---------- ENTRIES SUPPLIED

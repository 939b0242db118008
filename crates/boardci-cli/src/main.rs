//! boardci CLI tool.

use clap::{Args, Parser, Subcommand};
use std::path::PathBuf;
use tracing_subscriber::EnvFilter;

mod commands;

#[derive(Parser)]
#[command(name = "boardci")]
#[command(about = "Board CI command line", long_about = None)]
struct Cli {
    /// API server URL
    #[arg(long, env = "BOARDCI_API_URL", default_value = "http://localhost:5000")]
    api_url: String,

    #[command(subcommand)]
    command: Commands,
}

#[derive(Subcommand)]
enum Commands {
    /// Validate stage definitions (a file or a directory of `*.kdl` files)
    Validate {
        #[arg(default_value = "jobdefs")]
        path: PathBuf,
    },
    /// Run one job locally against this machine's shell
    Run(RunArgs),
    /// Inspect and control jobs on a running server
    Jobs {
        #[command(subcommand)]
        command: JobCommands,
    },
}

#[derive(Args)]
pub struct RunArgs {
    /// Stage definitions (a file or a directory)
    #[arg(long, default_value = "jobdefs")]
    definitions: PathBuf,
    /// System configuration; only the shell and power settings are used
    #[arg(long, env = "BOARDCI_CONFIG")]
    config: Option<PathBuf>,
    /// Directory for per-stage log files
    #[arg(long, default_value = "logs")]
    log_dir: PathBuf,
    /// Project, as "owner/name"
    #[arg(long, default_value = "local/project")]
    project: String,
    #[arg(long, default_value = "0")]
    change: u64,
    #[arg(long, default_value = "0")]
    unique_id: u64,
    /// Commit to build
    #[arg(long, default_value = "HEAD")]
    sha: String,
    #[arg(long, default_value = "")]
    clone_url: String,
    #[arg(long, default_value = "")]
    branch: String,
}

#[derive(Subcommand)]
enum JobCommands {
    /// Show the queue and recent jobs
    List {
        /// Maximum number of recent jobs to show
        #[arg(long, default_value = "20")]
        limit: usize,
    },
    /// Cancel a queued or running job
    Cancel { unique_id: u64, sha: String },
    /// Queue a job again
    Restart { unique_id: u64, sha: String },
    /// Print the stage logs of a job
    Logs { unique_id: u64, sha: String },
}

#[tokio::main]
async fn main() -> anyhow::Result<()> {
    tracing_subscriber::fmt()
        .with_env_filter(
            EnvFilter::try_from_default_env().unwrap_or_else(|_| EnvFilter::new("warn")),
        )
        .init();

    let cli = Cli::parse();

    match cli.command {
        Commands::Validate { path } => {
            commands::validate(&path)?;
        }
        Commands::Run(args) => {
            commands::run::run_local(args).await?;
        }
        Commands::Jobs { command } => match command {
            JobCommands::List { limit } => {
                commands::jobs::list(&cli.api_url, limit).await?;
            }
            JobCommands::Cancel { unique_id, sha } => {
                commands::jobs::cancel(&cli.api_url, unique_id, &sha).await?;
            }
            JobCommands::Restart { unique_id, sha } => {
                commands::jobs::restart(&cli.api_url, unique_id, &sha).await?;
            }
            JobCommands::Logs { unique_id, sha } => {
                commands::jobs::logs(&cli.api_url, unique_id, &sha).await?;
            }
        },
    }

    Ok(())
}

--------------------

[AIM OF THE TASK]:
The data above needs to be repeated exactly, line for line.

[ANSWER TO THE EXERCISE]:
repository 939b0242db118008
filename crates/boardci-cli/src/main.rs
//! boardci CLI tool.

use clap::{Args, Parser, Subcommand};
use std::path::PathBuf;
use tracing_subscriber::EnvFilter;

mod commands;

#[derive(Parser)]
#[command(name = "boardci")]
#[command(about = "Board CI command line", long_about = None)]
struct Cli {
    /// API server URL
    #[arg(long, env = "BOARDCI_API_URL", default_value = "http://localhost:5000")]
    api_url: String,

    #[command(subcommand)]
    command: Commands,
}

#[derive(Subcommand)]
enum Commands {
    /// Validate stage definitions (a file or a directory of `*.kdl` files)
    Validate {
        #[arg(default_value = "jobdefs")]
        path: PathBuf,
    },
    /// Run one job locally against this machine's shell
    Run(RunArgs),
    /// Inspect and control jobs on a running server
    Jobs {
        #[command(subcommand)]
        command: JobCommands,
    },
}

#[derive(Args)]
pub struct RunArgs {
    /// Stage definitions (a file or a directory)
    #[arg(long, default_value = "jobdefs")]
    definitions: PathBuf,
    /// System configuration; only the shell and power settings are used
    #[arg(long, env = "BOARDCI_CONFIG")]
    config: Option<PathBuf>,
    /// Directory for per-stage log files
    #[arg(long, default_value = "logs")]
    log_dir: PathBuf,
    /// Project, as "owner/name"
    #[arg(long, default_value = "local/project")]
    project: String,
    #[arg(long, default_value = "0")]
    change: u64,
    #[arg(long, default_value = "0")]
    unique_id: u64,
    /// Commit to build
    #[arg(long, default_value = "HEAD")]
    sha: String,
    #[arg(long, default_value = "")]
    clone_url: String,
    #[arg(long, default_value = "")]
    branch: String,
}

#[derive(Subcommand)]
enum JobCommands {
    /// Show the queue and recent jobs
    List {
        /// Maximum number of recent jobs to show
        #[arg(long, default_value = "20")]
        limit: usize,
    },
    /// Cancel a queued or running job
    Cancel { unique_id: u64, sha: String },
    /// Queue a job again
    Restart { unique_id: u64, sha: String },
    /// Print the stage logs of a job
    Logs { unique_id: u64, sha: String },
}

#[tokio::main]
async fn main() -> anyhow::Result<()> {
    tracing_subscriber::fmt()
        .with_env_filter(
            EnvFilter::try_from_default_env().unwrap_or_else(|_| EnvFilter::new("warn")),
        )
        .init();

    let cli = Cli::parse();

    match cli.command {
        Commands::Validate { path } => {
            commands::validate(&path)?;
        }
        Commands::Run(args) => {
            commands::run::run_local(args).await?;
        }
        Commands::Jobs { command } => match command {
            JobCommands::List { limit } => {
                commands::jobs::list(&cli.api_url, limit).await?;
            }
            JobCommands::Cancel { unique_id, sha } => {
                commands::jobs::cancel(&cli.api_url, unique_id, &sha).await?;
            }
            JobCommands::Restart { unique_id, sha } => {
                commands::jobs::restart(&cli.api_url, unique_id, &sha).await?;
            }
            JobCommands::Logs { unique_id, sha } => {
                commands::jobs::logs(&cli.api_url, unique_id, &sha).await?;
            }
        },
    }

    Ok(())
}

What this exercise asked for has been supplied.